§ **Directions for this task**
Only the number should be given: how many lines below contain "struct".

§ **Exercise material**
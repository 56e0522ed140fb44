use std::sync::Arc;
use std::time::SystemTime;
use serde::{Deserialize, Serialize};

use crate::counter_store::{BackendKind, CounterStore};
use crate::fetcher::MarketFetcher;

#[derive(Debug, Serialize, Deserialize)]
pub struct HealthStatus {
    pub status: String,
    pub timestamp: u64,
    pub version: String,
    pub uptime_seconds: u64,
    pub counter_backend: BackendKind,
    pub cache_entries: u64,
}

static START_TIME: std::sync::LazyLock<SystemTime> = std::sync::LazyLock::new(SystemTime::now);

pub struct HealthChecker {
    counters: Arc<CounterStore>,
    fetcher: Arc<MarketFetcher>,
}

impl HealthChecker {
    pub fn new(counters: Arc<CounterStore>, fetcher: Arc<MarketFetcher>) -> Self {
        std::sync::LazyLock::force(&START_TIME);
        Self { counters, fetcher }
    }

    pub fn check_health(&self) -> HealthStatus {
        let now = SystemTime::now();
        let uptime = now.duration_since(*START_TIME)
            .unwrap_or_default()
            .as_secs();

        let active = self.counters.active_backend();

        // Demotion keeps serving with per-process limits, so it is degraded
        // rather than unhealthy.
        let overall_status = if active == self.counters.configured_backend() {
            "healthy"
        } else {
            "degraded"
        };

        HealthStatus {
            status: overall_status.to_string(),
            timestamp: now.duration_since(SystemTime::UNIX_EPOCH)
                .unwrap_or_default()
                .as_secs(),
            version: env!("CARGO_PKG_VERSION").to_string(),
            uptime_seconds: uptime,
            counter_backend: active,
            cache_entries: self.fetcher.cached_entries(),
        }
    }
}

§ **Task output**
2